__Task details__:
Your answer should consist of every line in the records that holds "Success".

__Source records__:
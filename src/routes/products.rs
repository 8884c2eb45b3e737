use actix_web::{web, HttpResponse};
use chrono::Utc;
use sqlx::PgPool;
use uuid::Uuid;

use super::{deleted, record_not_found};
use crate::audit::{AuditLog, AuditStatus};
use crate::auth::SessionUser;
use crate::error::AppError;
use crate::models::{NewProduct, Product};
use crate::validators::{is_valid_name, is_valid_product_code, validate_price};

const PRODUCT_COLUMNS: &str = "id, code, name, description, price, created_at, updated_at";

/// POST /product
pub async fn create_product(
    form: web::Json<NewProduct>,
    pool: web::Data<PgPool>,
    user: web::ReqData<SessionUser>,
) -> Result<HttpResponse, AppError> {
    let code = is_valid_product_code(&form.code)?;
    let name = is_valid_name("name", &form.name)?;
    let description = form
        .description
        .as_deref()
        .map(str::trim)
        .filter(|d| !d.is_empty())
        .map(str::to_string);
    let price = validate_price(form.price)?;

    let product = sqlx::query_as::<_, Product>(&format!(
        r#"
        INSERT INTO products (id, code, name, description, price, created_at, updated_at)
        VALUES ($1, $2, $3, $4, $5, $6, $6)
        RETURNING {}
        "#,
        PRODUCT_COLUMNS
    ))
    .bind(Uuid::new_v4())
    .bind(&code)
    .bind(&name)
    .bind(&description)
    .bind(price)
    .bind(Utc::now())
    .fetch_one(pool.get_ref())
    .await?;

    AuditLog::new("CREATE", "product", AuditStatus::Success, "Product created")
        .with_user(&user.email)
        .with_resource_id(product.id.to_string())
        .record();

    Ok(HttpResponse::Created().json(product))
}

/// GET /product/{id}
pub async fn get_product(
    id: web::Path<Uuid>,
    pool: web::Data<PgPool>,
) -> Result<HttpResponse, AppError> {
    let id = id.into_inner();
    let product = sqlx::query_as::<_, Product>(&format!(
        "SELECT {} FROM products WHERE id = $1",
        PRODUCT_COLUMNS
    ))
    .bind(id)
    .fetch_optional(pool.get_ref())
    .await?
    .ok_or_else(|| record_not_found(&id))?;

    Ok(HttpResponse::Ok().json(product))
}

/// DELETE /product/{id}
///
/// Stock rows for the product go with it.
pub async fn delete_product(
    id: web::Path<Uuid>,
    pool: web::Data<PgPool>,
    user: web::ReqData<SessionUser>,
) -> Result<HttpResponse, AppError> {
    let id = id.into_inner();
    let result = sqlx::query("DELETE FROM products WHERE id = $1")
        .bind(id)
        .execute(pool.get_ref())
        .await?;

    if result.rows_affected() == 0 {
        return Err(record_not_found(&id));
    }

    AuditLog::new("DELETE", "product", AuditStatus::Success, "Product deleted")
        .with_user(&user.email)
        .with_resource_id(id.to_string())
        .record();

    Ok(HttpResponse::Ok().json(deleted()))
}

__Output of the exercise__:
    AuditLog::new("CREATE", "product", AuditStatus::Success, "Product created")
    AuditLog::new("DELETE", "product", AuditStatus::Success, "Product deleted")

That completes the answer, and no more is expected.